EXERCISE AIM:
Reproduce the listing that follows with no differences at all.

DATASET EXCERPTS:
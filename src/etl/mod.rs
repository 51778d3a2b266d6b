//! Core extraction abstractions
//!
//! This module provides the page model, the trait seams for fetching and
//! persisting pages, and the [`Pipeline`] that walks a cursor-paginated
//! resource from its first page to its last.

mod extract;
mod load;
mod method;
mod page;
mod pipeline;

pub use extract::Extractor;
pub use load::Loader;
pub use method::method_segments;
pub use page::{Cursor, Page};
pub use pipeline::{Pipeline, StopReason, Summary};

EXPECTED OUTPUT:
filename src/etl/mod.rs
repository 51778d3a2b266d6b
//! Core extraction abstractions
//!
//! This module provides the page model, the trait seams for fetching and
//! persisting pages, and the [`Pipeline`] that walks a cursor-paginated
//! resource from its first page to its last.

mod extract;
mod load;
mod method;
mod page;
mod pipeline;

pub use extract::Extractor;
pub use load::Loader;
pub use method::method_segments;
pub use page::{Cursor, Page};
pub use pipeline::{Pipeline, StopReason, Summary};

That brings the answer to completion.